The Riverside Group Limited

29 March 2023

 

Our approach

The Housing Ombudsman’s approach to investigating and determining complaints is to decide what is fair in all the circumstances of the case. This is set out in the Housing Act 1996 and the Housing Ombudsman Scheme. The Ombudsman considers the evidence and looks to see if there has been any ‘maladministration’, for example whether the landlord has failed to keep to the law, followed proper procedure, followed good practice or behaved in a reasonable and competent manner.

Both the resident and the landlord have submitted information to the Ombudsman and this has been carefully considered. Their accounts of what has happened are summarised below. This report is not an exhaustive description of all the events that have occurred in relation to this case, but an outline of the key issues as a background to the investigation’s findings.

The complaint

  1. The complaint is about the landlord’s handling of the reinstatement of the resident’s flat number sign to its original location, and the level of compensation offered for this.

Background

  1. The resident is a leaseholder of the landlord, which is the freeholder of a building that is a converted, semi-detached house with two flats. The resident’s property is a first-floor flat and has its own entrance at the side of the building. The neighbour is a tenant of the landlord of the flat above the resident’s, with the entrance at the front of the building.
  2. The resident’s flat number sign was originally on the front of the building, with her flat number and an arrow pointing to the entrance of her property. The sign was previously removed when the landlord completed cyclical redecoration works to the building, which she reported as being approximately seven years ago. The landlord decided at the time not to reinstate the sign, instead placing signs on the front entrance gate to both flats and subsequently on a gatepost.
  3. A separate complaint was previously made by the resident about a 31 December 2019 leaking waste pipe damaging her property. As part of that complaint, she referred to inadequate signs to tell her and the neighbour’s properties apart, which resulted in the utility company going to the incorrect address for the leak.
  4. As part of the redress for the complaint, the landlord’s final stage complaint response of 12 February 2020 confirmed that it should have replaced the resident’s flat number sign once the previous cyclical works had been completed.

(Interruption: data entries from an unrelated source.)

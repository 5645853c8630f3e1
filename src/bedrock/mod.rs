pub mod image_client;
pub mod text_client;

use crate::{config::BedrockConfig, error::StoryError};
use aws_sdk_bedrockruntime::{
    error::{ProvideErrorMetadata, SdkError},
    Client,
};

pub use image_client::BedrockImageClient;
pub use text_client::BedrockTextClient;

/// Builds a runtime client from explicit credentials, or from the default
/// AWS chain when none are configured.
pub async fn connect(bedrock_config: &BedrockConfig) -> Client {
    let aws_config = if let (Some(access_key), Some(secret_key)) =
        (&bedrock_config.access_key, &bedrock_config.secret_key)
    {
        aws_config::from_env()
            .credentials_provider(aws_sdk_bedrockruntime::config::Credentials::new(
                access_key,
                secret_key,
                None,
                None,
                "kahanikaar",
            ))
            .region(aws_sdk_bedrockruntime::config::Region::new(
                bedrock_config
                    .region
                    .clone()
                    .unwrap_or_else(|| "us-east-1".to_string()),
            ))
            .load()
            .await
    } else {
        aws_config::load_from_env().await
    };

    Client::new(&aws_config)
}

pub(crate) fn invoke_failure<E, R>(model_id: &str, e: SdkError<E, R>) -> StoryError
where
    E: ProvideErrorMetadata + std::error::Error + 'static,
    R: std::fmt::Debug,
{
    log::error!("Bedrock invocation of {} failed: {:?}", model_id, e);
    match e.as_service_error() {
        Some(service_error) => StoryError::upstream(
            None,
            format!(
                "Bedrock service error: {} - {}",
                service_error.code().unwrap_or("unknown"),
                service_error.message().unwrap_or("no message")
            ),
        ),
        None => StoryError::AwsError(format!("AWS SDK error: {}", e)),
    }
}
pub mod image;
pub mod request;
pub mod storage;
pub mod story;
pub mod text;

pub use image::*;
pub use request::*;
pub use storage::*;
pub use story::*;
pub use text::*;
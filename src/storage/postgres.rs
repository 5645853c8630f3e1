#[cfg(feature = "postgres")]
use crate::{
    config::PostgresConfig,
    error::{Result, StoryError},
    models::{
        storage::{NewStory, SortOrder, StoredStory, StoryQuery},
        Scene,
    },
    storage::traits::{StorageStats, StoryStorage},
};

#[cfg(feature = "postgres")]
use async_trait::async_trait;
#[cfg(feature = "postgres")]
use chrono::{DateTime, Utc};
#[cfg(feature = "postgres")]
use deadpool_postgres::{Config, Pool, Runtime};
#[cfg(feature = "postgres")]
use tokio_postgres::{NoTls, Row};
#[cfg(feature = "postgres")]
use uuid::Uuid;

#[cfg(feature = "postgres")]
const STORY_COLUMNS: &str = "id, user_id, title, description, genre, tone, audience, art_style, \
     scenes, thumbnail_url, created_at";

#[cfg(feature = "postgres")]
pub struct PostgresStoryStorage {
    pool: Pool,
}

#[cfg(feature = "postgres")]
impl PostgresStoryStorage {
    pub async fn new(config: PostgresConfig) -> Result<Self> {
        let mut cfg = Config::new();
        cfg.host = config.host;
        cfg.port = config.port;
        cfg.user = config.username;
        cfg.password = config.password;
        cfg.dbname = config.database;

        let pool = cfg
            .create_pool(Some(Runtime::Tokio1), NoTls)
            .map_err(|e| StoryError::ConfigError(format!("Failed to create pool: {}", e)))?;

        let storage = Self { pool };
        storage.initialize_schema().await?;

        Ok(storage)
    }

    async fn client(&self) -> Result<deadpool_postgres::Client> {
        self.pool
            .get()
            .await
            .map_err(|e| StoryError::StorageError(format!("Failed to get connection: {}", e)))
    }

    async fn initialize_schema(&self) -> Result<()> {
        let client = self.client().await?;

        client
            .execute(
                "CREATE TABLE IF NOT EXISTS stories (
                id TEXT PRIMARY KEY,
                user_id TEXT NOT NULL,
                title TEXT NOT NULL,
                description TEXT,
                genre TEXT,
                tone TEXT,
                audience TEXT,
                art_style TEXT,
                scenes JSONB NOT NULL DEFAULT '[]',
                thumbnail_url TEXT,
                created_at TIMESTAMPTZ NOT NULL DEFAULT NOW()
            )",
                &[],
            )
            .await
            .map_err(|e| {
                StoryError::StorageError(format!("Failed to create stories table: {}", e))
            })?;

        client
            .execute(
                "CREATE INDEX IF NOT EXISTS idx_stories_user_created ON stories(user_id, created_at DESC)",
                &[],
            )
            .await
            .map_err(|e| StoryError::StorageError(format!("Failed to create user index: {}", e)))?;

        log::info!("PostgreSQL story storage schema initialized");
        Ok(())
    }
}

#[cfg(feature = "postgres")]
fn row_to_story(row: &Row) -> Result<StoredStory> {
    let scenes: serde_json::Value = row.get("scenes");
    let scenes: Vec<Scene> = serde_json::from_value(scenes)?;
    let created_at: DateTime<Utc> = row.get("created_at");

    Ok(StoredStory {
        id: row.get("id"),
        user_id: row.get("user_id"),
        title: row.get("title"),
        description: row.get("description"),
        genre: row.get("genre"),
        tone: row.get("tone"),
        audience: row.get("audience"),
        art_style: row.get("art_style"),
        scenes,
        thumbnail_url: row.get("thumbnail_url"),
        created_at,
    })
}

#[cfg(feature = "postgres")]
fn order_clause(sort: SortOrder) -> &'static str {
    match sort {
        SortOrder::Newest => "created_at DESC",
        SortOrder::Oldest => "created_at ASC",
        SortOrder::Title => "title ASC",
    }
}

/// `ILIKE` pattern matching `term` literally anywhere in the title.
#[cfg(feature = "postgres")]
fn contains_pattern(term: &str) -> String {
    let mut pattern = String::with_capacity(term.len() + 2);
    pattern.push('%');
    for c in term.chars() {
        if matches!(c, '%' | '_' | '\\') {
            pattern.push('\\');
        }
        pattern.push(c);
    }
    pattern.push('%');
    pattern
}

#[cfg(feature = "postgres")]
#[async_trait]
impl StoryStorage for PostgresStoryStorage {
    async fn insert(&self, user_id: &str, story: NewStory) -> Result<StoredStory> {
        let client = self.client().await?;

        let id = Uuid::new_v4().to_string();
        let thumbnail_url = story.thumbnail_url();
        let scenes = serde_json::to_value(&story.scenes)?;

        let stmt = client
            .prepare(&format!(
                "INSERT INTO stories (id, user_id, title, description, genre, tone, audience, art_style, scenes, thumbnail_url, created_at)
             VALUES ($1, $2, $3, $4, $5, $6, $7, $8, $9, $10, NOW())
             RETURNING {}",
                STORY_COLUMNS
            ))
            .await
            .map_err(|e| {
                StoryError::StorageError(format!("Failed to prepare statement: {}", e))
            })?;

        let row = client
            .query_one(
                &stmt,
                &[
                    &id,
                    &user_id,
                    &story.title,
                    &story.description,
                    &story.genre,
                    &story.tone,
                    &story.audience,
                    &story.art_style,
                    &scenes,
                    &thumbnail_url,
                ],
            )
            .await
            .map_err(|e| StoryError::StorageError(format!("Failed to insert story: {}", e)))?;

        row_to_story(&row)
    }

    async fn get(&self, user_id: &str, id: &str) -> Result<Option<StoredStory>> {
        let client = self.client().await?;

        let rows = client
            .query(
                format!(
                    "SELECT {} FROM stories WHERE id = $1 AND user_id = $2",
                    STORY_COLUMNS
                )
                .as_str(),
                &[&id, &user_id],
            )
            .await
            .map_err(|e| StoryError::StorageError(format!("Failed to execute get query: {}", e)))?;

        rows.first().map(row_to_story).transpose()
    }

    async fn list(&self, user_id: &str, query: &StoryQuery) -> Result<Vec<StoredStory>> {
        let client = self.client().await?;

        let search = query
            .search
            .as_deref()
            .map(str::trim)
            .filter(|s| !s.is_empty())
            .map(contains_pattern);
        let genre = query.genre.as_deref().filter(|g| !g.is_empty());
        let limit = query.limit.map(|l| l as i64);

        let sql = format!(
            "SELECT {} FROM stories
             WHERE user_id = $1
               AND ($2::TEXT IS NULL OR title ILIKE $2)
               AND ($3::TEXT IS NULL OR genre = $3)
             ORDER BY {}
             LIMIT $4",
            STORY_COLUMNS,
            order_clause(query.sort)
        );

        let rows = client
            .query(sql.as_str(), &[&user_id, &search, &genre, &limit])
            .await
            .map_err(|e| {
                StoryError::StorageError(format!("Failed to execute list query: {}", e))
            })?;

        rows.iter().map(row_to_story).collect()
    }

    async fn delete(&self, user_id: &str, id: &str) -> Result<()> {
        let client = self.client().await?;

        let deleted = client
            .execute(
                "DELETE FROM stories WHERE id = $1 AND user_id = $2",
                &[&id, &user_id],
            )
            .await
            .map_err(|e| StoryError::StorageError(format!("Failed to delete story: {}", e)))?;

        if deleted == 0 {
            return Err(StoryError::NotFound(format!("story {}", id)));
        }
        Ok(())
    }

    async fn stats(&self, user_id: &str) -> Result<StorageStats> {
        let client = self.client().await?;

        let count_row = client
            .query_one("SELECT COUNT(*) FROM stories WHERE user_id = $1", &[&user_id])
            .await
            .map_err(|e| StoryError::StorageError(format!("Failed to count stories: {}", e)))?;
        let total: i64 = count_row.get(0);

        let genre_rows = client
            .query(
                "SELECT DISTINCT genre FROM stories WHERE user_id = $1 AND genre IS NOT NULL ORDER BY genre",
                &[&user_id],
            )
            .await
            .map_err(|e| StoryError::StorageError(format!("Failed to list genres: {}", e)))?;

        Ok(StorageStats {
            total_stories: total as usize,
            genres: genre_rows.iter().map(|row| row.get(0)).collect(),
        })
    }

    async fn health_check(&self) -> Result<bool> {
        let client = self.client().await?;
        let result = client.query_one("SELECT 1", &[]).await;
        Ok(result.is_ok())
    }
}
use crate::{
    error::Result,
    models::storage::{NewStory, StoredStory, StoryQuery},
};
use async_trait::async_trait;

/// Per-user story library. Every operation is scoped to `user_id`; another
/// user's story behaves exactly like a missing one.
#[async_trait]
pub trait StoryStorage: Send + Sync {
    async fn insert(&self, user_id: &str, story: NewStory) -> Result<StoredStory>;

    async fn get(&self, user_id: &str, id: &str) -> Result<Option<StoredStory>>;

    async fn list(&self, user_id: &str, query: &StoryQuery) -> Result<Vec<StoredStory>>;

    /// Fails with `NotFound` when the user owns no story with this id.
    async fn delete(&self, user_id: &str, id: &str) -> Result<()>;

    async fn stats(&self, user_id: &str) -> Result<StorageStats>;

    async fn health_check(&self) -> Result<bool>;
}

#[derive(Debug, Clone, serde::Serialize, serde::Deserialize, PartialEq)]
pub struct StorageStats {
    pub total_stories: usize,
    pub genres: Vec<String>,
}
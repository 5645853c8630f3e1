pub mod memory;
#[cfg(feature = "postgres")]
pub mod postgres;
pub mod traits;

use crate::{
    config::Config,
    error::Result,
    models::storage::{NewStory, StoredStory, StoryQuery},
};
use std::sync::Arc;
use traits::StoryStorage;

#[cfg(feature = "postgres")]
use postgres::PostgresStoryStorage;

pub use memory::InMemoryStoryStorage;
pub use traits::{StorageStats, StoryStorage as StoryStorageTrait};

#[derive(Clone)]
pub struct StoryStorageManager {
    backend: Arc<dyn StoryStorage>,
}

impl StoryStorageManager {
    /// Postgres when `use_psql` is set, otherwise an in-memory library.
    pub async fn new(config: &Config) -> Result<Self> {
        let backend: Arc<dyn StoryStorage> = if config.use_psql {
            #[cfg(feature = "postgres")]
            {
                let postgres_config = config.postgres.clone().ok_or_else(|| {
                    crate::error::StoryError::ConfigError("PostgreSQL config required".into())
                })?;
                Arc::new(PostgresStoryStorage::new(postgres_config).await?)
            }
            #[cfg(not(feature = "postgres"))]
            {
                return Err(crate::error::StoryError::ConfigError(
                    "PostgreSQL feature not enabled".into(),
                ));
            }
        } else {
            log::warn!("USE_PSQL not set, stories are kept in memory only");
            Arc::new(InMemoryStoryStorage::new())
        };

        Ok(Self { backend })
    }

    pub fn with_backend(backend: Arc<dyn StoryStorage>) -> Self {
        Self { backend }
    }

    pub fn in_memory() -> Self {
        Self::with_backend(Arc::new(InMemoryStoryStorage::new()))
    }

    pub fn storage(&self) -> &Arc<dyn StoryStorage> {
        &self.backend
    }
}

impl StoryStorageManager {
    pub async fn insert(&self, user_id: &str, story: NewStory) -> Result<StoredStory> {
        self.backend.insert(user_id, story).await
    }

    pub async fn get(&self, user_id: &str, id: &str) -> Result<Option<StoredStory>> {
        self.backend.get(user_id, id).await
    }

    pub async fn list(&self, user_id: &str, query: &StoryQuery) -> Result<Vec<StoredStory>> {
        self.backend.list(user_id, query).await
    }

    pub async fn delete(&self, user_id: &str, id: &str) -> Result<()> {
        self.backend.delete(user_id, id).await
    }

    pub async fn stats(&self, user_id: &str) -> Result<StorageStats> {
        self.backend.stats(user_id).await
    }

    pub async fn health_check(&self) -> Result<bool> {
        self.backend.health_check().await
    }
}

#[cfg(test)]
mod tests {
    use super::*;

    #[tokio::test]
    async fn test_default_backend_is_memory() {
        let manager = StoryStorageManager::new(&Config::default()).await.unwrap();
        assert!(manager.health_check().await.unwrap());
        assert_eq!(manager.stats("anyone").await.unwrap().total_stories, 0);
    }

    #[cfg(not(feature = "postgres"))]
    #[tokio::test]
    async fn test_postgres_requires_feature() {
        let config = Config::default().with_postgres(crate::config::PostgresConfig::new());
        assert!(StoryStorageManager::new(&config).await.is_err());
    }
}
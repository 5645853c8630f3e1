use super::invoke_failure;
use crate::{
    error::{Result, StoryError},
    models::{ImagePayload, TitanImageResponse},
    story::IllustrationGenerator,
};
use async_trait::async_trait;
use aws_sdk_bedrockruntime::{primitives::Blob, Client};
use serde_json::json;

/// Scene illustration through Titan Image Generator on Bedrock.
#[derive(Clone)]
pub struct BedrockImageClient {
    client: Client,
    model_id: String,
}

impl BedrockImageClient {
    pub fn new(client: Client, model_id: impl Into<String>) -> Self {
        Self {
            client,
            model_id: model_id.into(),
        }
    }
}

fn request_payload(prompt: &str) -> serde_json::Value {
    json!({
        "taskType": "TEXT_IMAGE",
        "textToImageParams": {
            "text": prompt
        },
        "imageGenerationConfig": {
            "numberOfImages": 1,
            "width": 1024,
            "height": 1024,
            "quality": "premium",
            "cfgScale": 8.0
        }
    })
}

fn first_image(body: &[u8]) -> Result<ImagePayload> {
    let titan_response: TitanImageResponse = serde_json::from_slice(body)
        .map_err(|e| StoryError::upstream(None, format!("unreadable Titan response: {}", e)))?;

    if let Some(error) = titan_response.error {
        return Err(StoryError::upstream(None, error));
    }

    titan_response
        .images
        .into_iter()
        .next()
        .map(|data| ImagePayload::new(data, "image/png"))
        .ok_or_else(|| StoryError::upstream(None, "No images generated"))
}

#[async_trait]
impl IllustrationGenerator for BedrockImageClient {
    async fn generate(&self, prompt: &str) -> Result<ImagePayload> {
        let request_json = serde_json::to_string(&request_payload(prompt))?;

        log::info!("Generating image with model: {}", self.model_id);

        let response = self
            .client
            .invoke_model()
            .model_id(&self.model_id)
            .content_type("application/json")
            .accept("application/json")
            .body(Blob::new(request_json.into_bytes()))
            .send()
            .await
            .map_err(|e| invoke_failure(&self.model_id, e))?;

        first_image(response.body.as_ref())
    }

    fn model_id(&self) -> &str {
        &self.model_id
    }
}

Therefore, it confirmed that it would arrange for this to be put back to its original position on the front of the building, as well as awarding her £366.31 for her insurance excess, increased electricity costs, expenses, lost wages and distress relating to the leak.
  5. Between February and July 2020, the landlord’s operatives made three attempts at reinstating the resident’s flat number sign on 28 February, 16 March and 3 July 2020. These were unsuccessful due to the neighbour’s objection to where the sign was to be fitted on the front of their flat. In July 2020, the landlord’s internal correspondence discussed addressing this as a potential neighbour dispute, but there was no further contact recorded between the resident and it regarding the matter until this Service chased it at her request in March 2021.
  6. Following the landlord’s subsequent stage one complaint response to the resident in April 2021, which repeated the position in its previous response and apologised for unsuccessfully attempting to install her flat number sign, this was reinstated to its original position at the front of the building on 15 April 2021. This was because the legal advice sought about the neighbour’s objections to the sign had concluded that there were no grounds to object to this, as the landlord owned exterior of the building, including the front of the neighbour’s flat.
  7. The resident nevertheless made a final stage complaint to the landlord in April 2021 about the length of time that it had taken to reinstate her flat number sign to its original location at the front of the building. She requested £400 total compensation from it for this, at the rate of £100 for each of the four years that she had reported that she had spent trying to reinstate sign after it had agreed to install this.
  8. The landlord’s latest final stage complaint response of 20 April 2021 upheld the resident’s complaint for the delay in reinstating her flat number sign, due to the neighbour’s objection to the position of the sign, and it only attending emergency repairs for the majority of the previous 12 months because of the Covid-19 pandemic. However, while it apologised for the resident’s inconvenience and offered her £50 compensation for this, it did not consider that the absence of the sign for four years justified £400 compensation. The landlord added that it had bought and installed the sign on the neighbour’s flat as a gesture of goodwill, and not because it was obliged to, as well as that it had awarded the resident significant compensation in its previous final stage complaint response.
  9. The resident then complained to this Service, as she remained dissatisfied with the compensation amount offered to her by the landlord. She wanted the £400 compensation that she had previously requested from it because she said that she had been trying to get the sign reinstated for four years. The resident felt that the landlord’s offer did not adequately compensate her for the time and effort that she spent trying to resolve the matter, or her difficulties in receiving post and in people finding her property, and she disputed its position that it was not obliged to install the sign.

Assessment and findings

Scope of Investigation

  1. The resident has said that she had been without the flat number sign for approximately seven years, and that the landlord first agreed to reinstate the sign around four years ago. In accordance with the Housing Ombudsman Scheme, however, this Service may not consider complaints that were not brought to the attention of the landlord as a formal complaint within a reasonable period, which would normally be within six months of the matters arising. This is because of the difficulty in obtaining evidence to effectively investigate older issues due to the length of time that has passed since they arose. Therefore, the scope of this investigation is limited to the events in the resident’s case from 31 December 2019 onwards, which was when her complaint about the reinstatement of her flat number sign was first recorded.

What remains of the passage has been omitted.